I regularly see the endocrinologist to discuss my HbA1c results (this is a measure of how the sugar control has been over a period of 3 months). My liver and kidney function tests, blood pressure and cholesterol levels are also checked along with the blood blow through the arteries in my feet. I go for a yearly eye check to make sure there are no leaking blood vessels (retinopathy scan). Diabetes is commonly known to have macro and microvasculature complications which can affect the heart, kidneys, feet and eyes. It is important to maintain a healthy lifestyle and keep the sugars under control to avoid these from developing. There is a lot of help and resources available from organisations such as DiabetesUK and local support groups that patients can join if they need help and advice.
Initially, I always asked the question, why me? I thought of various reasons including sitting with the laptop on my stomach, university stress and so on. However, eventually I realised that I have nothing to complain about in a world where there are so many more life threatening acute illnesses, natural disasters, poverty and starvation. Living with diabetes with proper understanding of the condition and support of family and friends seemed nothing compared to what others were facing.
I feel blessed to have the support of my closest family and friends. I have chosen not to disclose my medical condition to the general society as I do not wish to have stereotypes associated with diabetes within society deter my progress and well being. I do not want people to have pre-conceived ideas or judgements about me based on the fact that I have diabetes without having the chance to understand the person that I am. I fully enjoy life, have a successful career, furthered my education and am able to pursue my interests and eat foods that I like (including desserts). I hope that someday society will be better educated against the stigmas associated with diabetes and instead, provide a supportive and nurturing environment to thrive in for those affected by this illness. Type 1 diabetes is an autoimmune disorder (like rheumatoid arthritis) and nobody chooses to be born with it.

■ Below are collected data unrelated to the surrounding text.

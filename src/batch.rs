//! Concurrent fan-out over a list of independent work items.
//!
//! Every item gets its own future and all of them are polled concurrently
//! with no cap, so a batch of N repositories issues N simultaneous requests.
//! The call returns once every item has finished; results are returned in
//! input order regardless of completion order. Item failures must be encoded
//! in the output value, the runner itself never fails.

use std::future::Future;

use futures_util::future::join_all;
use log::debug;

/// Run `f` for every item concurrently and return the outputs in input order.
pub async fn run_all<I, O, F, Fut>(items: Vec<I>, f: F) -> Vec<O>
where
    F: Fn(I) -> Fut,
    Fut: Future<Output = O>,
{
    debug!("Processing batch of {} item(s)", items.len());
    join_all(items.into_iter().map(f)).await
}

#[cfg(test)]
mod tests {
    use super::*;
    use std::sync::Arc;
    use std::sync::atomic::{AtomicUsize, Ordering};
    use std::time::Duration;

    #[tokio::test]
    async fn test_run_all_empty() {
        let out: Vec<u32> = run_all(Vec::<u32>::new(), |i| async move { i }).await;
        assert!(out.is_empty());
    }

    #[tokio::test]
    async fn test_run_all_preserves_order_under_reversed_delays() {
        let items: Vec<u64> = (0..8).collect();
        let finished = Arc::new(std::sync::Mutex::new(Vec::new()));

        let out = run_all(items, |i| {
            let finished = finished.clone();
            async move {
                // Earlier items sleep longer, so they complete last
                tokio::time::sleep(Duration::from_millis((8 - i) * 15)).await;
                finished.lock().unwrap().push(i);
                i * 10
            }
        })
        .await;

        assert_eq!(out, vec![0, 10, 20, 30, 40, 50, 60, 70]);
        let completion = finished.lock().unwrap().clone();
        assert_eq!(completion.first(), Some(&7));
        assert_eq!(completion.last(), Some(&0));
    }

    #[tokio::test]
    async fn test_run_all_runs_items_concurrently() {
        let in_flight = Arc::new(AtomicUsize::new(0));
        let peak = Arc::new(AtomicUsize::new(0));

        run_all((0..5).collect::<Vec<_>>(), |_| {
            let in_flight = in_flight.clone();
            let peak = peak.clone();
            async move {
                let now = in_flight.fetch_add(1, Ordering::SeqCst) + 1;
                peak.fetch_max(now, Ordering::SeqCst);
                tokio::time::sleep(Duration::from_millis(20)).await;
                in_flight.fetch_sub(1, Ordering::SeqCst);
            }
        })
        .await;

        assert_eq!(peak.load(Ordering::SeqCst), 5);
    }

    #[tokio::test]
    async fn test_run_all_isolates_failures() {
        let out = run_all(vec!["a", "bad", "c"], |s| async move {
            if s == "bad" {
                Err(format!("{} failed", s))
            } else {
                Ok(s.to_uppercase())
            }
        })
        .await;

        assert_eq!(out.len(), 3);
        assert_eq!(out[0], Ok("A".to_string()));
        assert_eq!(out[1], Err("bad failed".to_string()));
        assert_eq!(out[2], Ok("C".to_string()));
    }
}
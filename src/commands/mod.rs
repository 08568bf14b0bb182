//! Command surface: one entry point per CLI subcommand.
//!
//! The set of release commands is fixed at build time and described by
//! [`CommandKind`]; both the CLI and the protocol server take their names and
//! descriptions from it.

use anyhow::Result;

use crate::github::GitHub;
use crate::runtime::Runtime;

pub mod config;
mod bulk;
mod get;
mod history;
mod input;
mod serve;
pub mod services;

pub use bulk::bulk_get;
pub use get::get;
pub use history::history;
pub use input::{read_history, read_repositories};
pub use serve::serve;

use config::Config;
use services::build_github;

/// The release operations offered on every surface.
#[derive(Debug, Clone, Copy, PartialEq, Eq, Hash)]
pub enum CommandKind {
    Get,
    Bulk,
    History,
}

impl CommandKind {
    pub const ALL: [CommandKind; 3] = [CommandKind::Get, CommandKind::Bulk, CommandKind::History];

    /// CLI subcommand name.
    pub const fn name(self) -> &'static str {
        match self {
            CommandKind::Get => "get",
            CommandKind::Bulk => "bulk-get",
            CommandKind::History => "history",
        }
    }

    /// Tool name on the protocol server.
    pub const fn tool_name(self) -> &'static str {
        match self {
            CommandKind::Get => "get_release",
            CommandKind::Bulk => "bulk_releases",
            CommandKind::History => "compare_history",
        }
    }

    pub const fn description(self) -> &'static str {
        match self {
            CommandKind::Get => "Get the latest release tag for a single repository",
            CommandKind::Bulk => "Get latest release tags for multiple repositories from a file",
            CommandKind::History => {
                "Compare historical versions with current releases from a history file"
            }
        }
    }

    pub fn from_tool_name(name: &str) -> Option<Self> {
        Self::ALL.into_iter().find(|kind| kind.tool_name() == name)
    }
}

/// Build the release client for a CLI invocation.
fn connect<R: Runtime>(runtime: &R, api_url: Option<String>) -> Result<GitHub> {
    let config = Config::load(runtime, api_url);
    build_github(&config)
}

Lastly, I am thankful for the NHS healthcare system within this country. People are often very quick to criticise the care they receive from local hospital trusts. However before we point fingers, we should realise the constraints and restrictions that medical personnel face with limited resources and lack of funding. In the case of diabetes, all the medications (including non diabetes related) are at no cost to the patient due to medical exceptions. This brings me to think that we are lucky to be living in a country where this is possible.
Editorial Note: The Author of this article wishes to remain anonymous.